§ WORK TO BE COMPLETED:
Look below. Copy each line that has "match" in it.

(Records from a data source)
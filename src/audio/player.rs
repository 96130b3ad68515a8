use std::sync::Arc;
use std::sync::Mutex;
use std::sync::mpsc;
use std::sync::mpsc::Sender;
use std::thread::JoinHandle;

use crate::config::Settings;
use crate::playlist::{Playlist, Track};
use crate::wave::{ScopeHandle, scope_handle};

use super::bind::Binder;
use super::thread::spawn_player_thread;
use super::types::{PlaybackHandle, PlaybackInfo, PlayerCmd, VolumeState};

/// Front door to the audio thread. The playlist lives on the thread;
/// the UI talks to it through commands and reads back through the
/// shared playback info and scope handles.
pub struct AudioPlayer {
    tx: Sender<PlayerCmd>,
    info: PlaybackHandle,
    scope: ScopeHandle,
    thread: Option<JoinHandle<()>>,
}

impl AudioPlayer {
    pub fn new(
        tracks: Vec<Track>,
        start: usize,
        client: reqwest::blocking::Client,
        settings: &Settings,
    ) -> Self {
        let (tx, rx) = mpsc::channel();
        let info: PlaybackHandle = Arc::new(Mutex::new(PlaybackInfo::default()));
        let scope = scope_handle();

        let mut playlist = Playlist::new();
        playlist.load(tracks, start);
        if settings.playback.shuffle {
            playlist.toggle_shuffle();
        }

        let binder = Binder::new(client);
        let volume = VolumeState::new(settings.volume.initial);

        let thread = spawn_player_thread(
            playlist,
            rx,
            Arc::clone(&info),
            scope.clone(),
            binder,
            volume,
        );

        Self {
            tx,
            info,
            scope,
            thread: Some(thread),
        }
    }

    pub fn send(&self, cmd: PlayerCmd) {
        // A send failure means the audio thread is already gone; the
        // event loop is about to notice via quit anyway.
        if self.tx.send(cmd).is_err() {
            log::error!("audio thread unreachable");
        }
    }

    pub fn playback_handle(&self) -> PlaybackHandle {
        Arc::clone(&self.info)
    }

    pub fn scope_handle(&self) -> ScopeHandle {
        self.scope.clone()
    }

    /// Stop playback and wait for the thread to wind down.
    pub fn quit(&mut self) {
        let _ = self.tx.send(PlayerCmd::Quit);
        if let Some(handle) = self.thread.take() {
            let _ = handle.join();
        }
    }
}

--

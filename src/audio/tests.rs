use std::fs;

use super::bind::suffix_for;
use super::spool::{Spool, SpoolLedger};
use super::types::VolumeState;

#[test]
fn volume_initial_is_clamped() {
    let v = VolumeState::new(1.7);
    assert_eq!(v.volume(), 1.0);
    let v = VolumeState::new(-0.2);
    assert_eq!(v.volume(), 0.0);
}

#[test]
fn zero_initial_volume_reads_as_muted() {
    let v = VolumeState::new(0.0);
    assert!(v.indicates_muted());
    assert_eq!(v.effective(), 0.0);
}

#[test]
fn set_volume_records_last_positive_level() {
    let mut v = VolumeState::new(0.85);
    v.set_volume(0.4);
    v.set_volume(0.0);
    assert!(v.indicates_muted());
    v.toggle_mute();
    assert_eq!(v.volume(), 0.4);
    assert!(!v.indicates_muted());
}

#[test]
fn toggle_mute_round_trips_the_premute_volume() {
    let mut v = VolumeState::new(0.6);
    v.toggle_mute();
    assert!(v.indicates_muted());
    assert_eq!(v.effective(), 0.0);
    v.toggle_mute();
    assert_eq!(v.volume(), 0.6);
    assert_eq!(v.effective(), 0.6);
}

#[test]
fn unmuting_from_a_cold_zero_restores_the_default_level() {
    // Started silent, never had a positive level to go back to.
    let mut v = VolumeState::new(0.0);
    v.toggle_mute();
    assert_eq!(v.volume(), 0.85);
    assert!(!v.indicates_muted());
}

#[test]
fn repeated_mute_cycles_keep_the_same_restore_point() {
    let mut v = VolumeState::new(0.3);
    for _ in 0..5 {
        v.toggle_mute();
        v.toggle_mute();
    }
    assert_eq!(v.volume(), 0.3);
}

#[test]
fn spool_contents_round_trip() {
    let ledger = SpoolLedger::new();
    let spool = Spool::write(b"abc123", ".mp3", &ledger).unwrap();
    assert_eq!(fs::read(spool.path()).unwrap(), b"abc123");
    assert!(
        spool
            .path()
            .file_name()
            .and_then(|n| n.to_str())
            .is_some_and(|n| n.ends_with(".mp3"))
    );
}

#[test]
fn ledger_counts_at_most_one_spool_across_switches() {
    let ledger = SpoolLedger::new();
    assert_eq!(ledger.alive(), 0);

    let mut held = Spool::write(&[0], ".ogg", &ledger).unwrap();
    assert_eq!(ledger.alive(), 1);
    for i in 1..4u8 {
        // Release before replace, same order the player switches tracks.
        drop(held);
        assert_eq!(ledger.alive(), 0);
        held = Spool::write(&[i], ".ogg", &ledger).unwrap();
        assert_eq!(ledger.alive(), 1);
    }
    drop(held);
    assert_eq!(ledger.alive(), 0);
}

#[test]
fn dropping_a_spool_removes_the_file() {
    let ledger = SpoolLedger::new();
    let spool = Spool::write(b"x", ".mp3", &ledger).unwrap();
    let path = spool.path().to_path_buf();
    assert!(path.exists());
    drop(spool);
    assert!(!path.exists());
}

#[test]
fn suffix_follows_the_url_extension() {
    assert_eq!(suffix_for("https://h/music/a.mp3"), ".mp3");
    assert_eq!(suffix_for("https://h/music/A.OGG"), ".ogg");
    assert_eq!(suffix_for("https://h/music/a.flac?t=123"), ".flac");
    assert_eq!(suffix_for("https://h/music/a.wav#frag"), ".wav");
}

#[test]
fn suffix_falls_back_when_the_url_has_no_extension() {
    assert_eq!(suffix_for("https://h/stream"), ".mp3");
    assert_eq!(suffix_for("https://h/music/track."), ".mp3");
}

* * *

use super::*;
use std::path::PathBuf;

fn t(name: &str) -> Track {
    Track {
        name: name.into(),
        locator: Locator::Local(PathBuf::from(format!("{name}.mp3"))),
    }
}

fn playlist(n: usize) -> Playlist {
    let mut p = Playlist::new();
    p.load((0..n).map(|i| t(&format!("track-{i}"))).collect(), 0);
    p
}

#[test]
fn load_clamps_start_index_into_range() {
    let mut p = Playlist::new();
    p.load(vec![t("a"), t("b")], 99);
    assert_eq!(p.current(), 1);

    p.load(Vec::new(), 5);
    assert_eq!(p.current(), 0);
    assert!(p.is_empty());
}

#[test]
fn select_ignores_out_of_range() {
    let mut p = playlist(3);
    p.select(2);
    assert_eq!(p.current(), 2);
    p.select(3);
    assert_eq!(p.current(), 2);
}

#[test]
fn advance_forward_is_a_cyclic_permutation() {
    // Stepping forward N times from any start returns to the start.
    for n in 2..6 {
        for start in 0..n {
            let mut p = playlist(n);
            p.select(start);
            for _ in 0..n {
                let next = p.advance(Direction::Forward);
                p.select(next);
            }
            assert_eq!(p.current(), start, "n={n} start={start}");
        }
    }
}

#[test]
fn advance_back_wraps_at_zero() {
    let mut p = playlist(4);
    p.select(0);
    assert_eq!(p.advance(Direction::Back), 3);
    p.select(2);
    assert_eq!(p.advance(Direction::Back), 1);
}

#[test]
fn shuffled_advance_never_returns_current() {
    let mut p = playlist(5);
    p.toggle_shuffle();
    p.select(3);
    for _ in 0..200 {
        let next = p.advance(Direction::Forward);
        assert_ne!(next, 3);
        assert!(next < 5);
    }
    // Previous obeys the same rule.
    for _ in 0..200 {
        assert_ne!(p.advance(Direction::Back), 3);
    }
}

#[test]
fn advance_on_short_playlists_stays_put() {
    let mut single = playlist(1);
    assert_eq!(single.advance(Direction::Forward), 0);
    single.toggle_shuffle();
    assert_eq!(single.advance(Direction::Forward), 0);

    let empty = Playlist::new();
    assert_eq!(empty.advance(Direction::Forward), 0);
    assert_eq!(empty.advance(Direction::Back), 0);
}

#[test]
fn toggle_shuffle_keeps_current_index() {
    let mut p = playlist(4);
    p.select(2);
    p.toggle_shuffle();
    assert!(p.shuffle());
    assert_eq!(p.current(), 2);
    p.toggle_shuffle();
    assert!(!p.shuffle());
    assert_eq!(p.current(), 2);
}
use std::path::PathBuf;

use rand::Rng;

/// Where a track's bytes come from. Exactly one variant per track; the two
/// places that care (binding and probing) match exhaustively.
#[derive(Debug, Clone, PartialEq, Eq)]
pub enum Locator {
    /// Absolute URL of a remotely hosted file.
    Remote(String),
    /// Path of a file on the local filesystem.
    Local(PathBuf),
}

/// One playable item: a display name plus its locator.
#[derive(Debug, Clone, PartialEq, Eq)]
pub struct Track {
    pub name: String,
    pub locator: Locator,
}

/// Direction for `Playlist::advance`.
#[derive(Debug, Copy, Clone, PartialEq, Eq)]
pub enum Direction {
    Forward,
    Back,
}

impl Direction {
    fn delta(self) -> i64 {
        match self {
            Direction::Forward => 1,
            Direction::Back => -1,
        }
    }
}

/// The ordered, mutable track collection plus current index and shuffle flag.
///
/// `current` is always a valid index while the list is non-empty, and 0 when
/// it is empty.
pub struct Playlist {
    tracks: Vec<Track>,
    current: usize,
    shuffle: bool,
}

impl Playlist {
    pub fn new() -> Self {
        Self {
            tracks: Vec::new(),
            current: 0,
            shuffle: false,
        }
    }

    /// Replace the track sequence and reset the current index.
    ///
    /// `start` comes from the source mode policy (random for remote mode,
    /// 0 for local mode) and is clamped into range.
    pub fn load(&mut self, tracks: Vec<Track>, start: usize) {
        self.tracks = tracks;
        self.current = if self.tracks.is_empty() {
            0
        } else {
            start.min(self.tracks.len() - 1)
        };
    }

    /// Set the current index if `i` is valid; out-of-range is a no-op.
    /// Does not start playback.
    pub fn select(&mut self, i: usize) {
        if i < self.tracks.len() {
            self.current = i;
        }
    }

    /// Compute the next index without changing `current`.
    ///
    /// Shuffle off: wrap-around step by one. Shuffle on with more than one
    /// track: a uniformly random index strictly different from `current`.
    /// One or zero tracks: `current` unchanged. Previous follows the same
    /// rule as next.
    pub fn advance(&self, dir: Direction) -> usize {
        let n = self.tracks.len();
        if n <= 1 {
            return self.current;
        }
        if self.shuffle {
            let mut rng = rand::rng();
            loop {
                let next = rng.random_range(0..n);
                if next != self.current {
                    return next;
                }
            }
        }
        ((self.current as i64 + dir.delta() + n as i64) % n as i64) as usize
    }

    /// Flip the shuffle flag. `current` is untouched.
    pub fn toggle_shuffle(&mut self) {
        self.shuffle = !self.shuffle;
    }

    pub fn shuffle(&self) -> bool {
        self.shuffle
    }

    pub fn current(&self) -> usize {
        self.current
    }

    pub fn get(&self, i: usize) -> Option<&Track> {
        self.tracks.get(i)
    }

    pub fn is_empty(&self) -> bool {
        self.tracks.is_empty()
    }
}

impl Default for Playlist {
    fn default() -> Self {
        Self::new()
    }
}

§ OUTPUT OF THE EXERCISE:
/// places that care (binding and probing) match exhaustively.
        match self {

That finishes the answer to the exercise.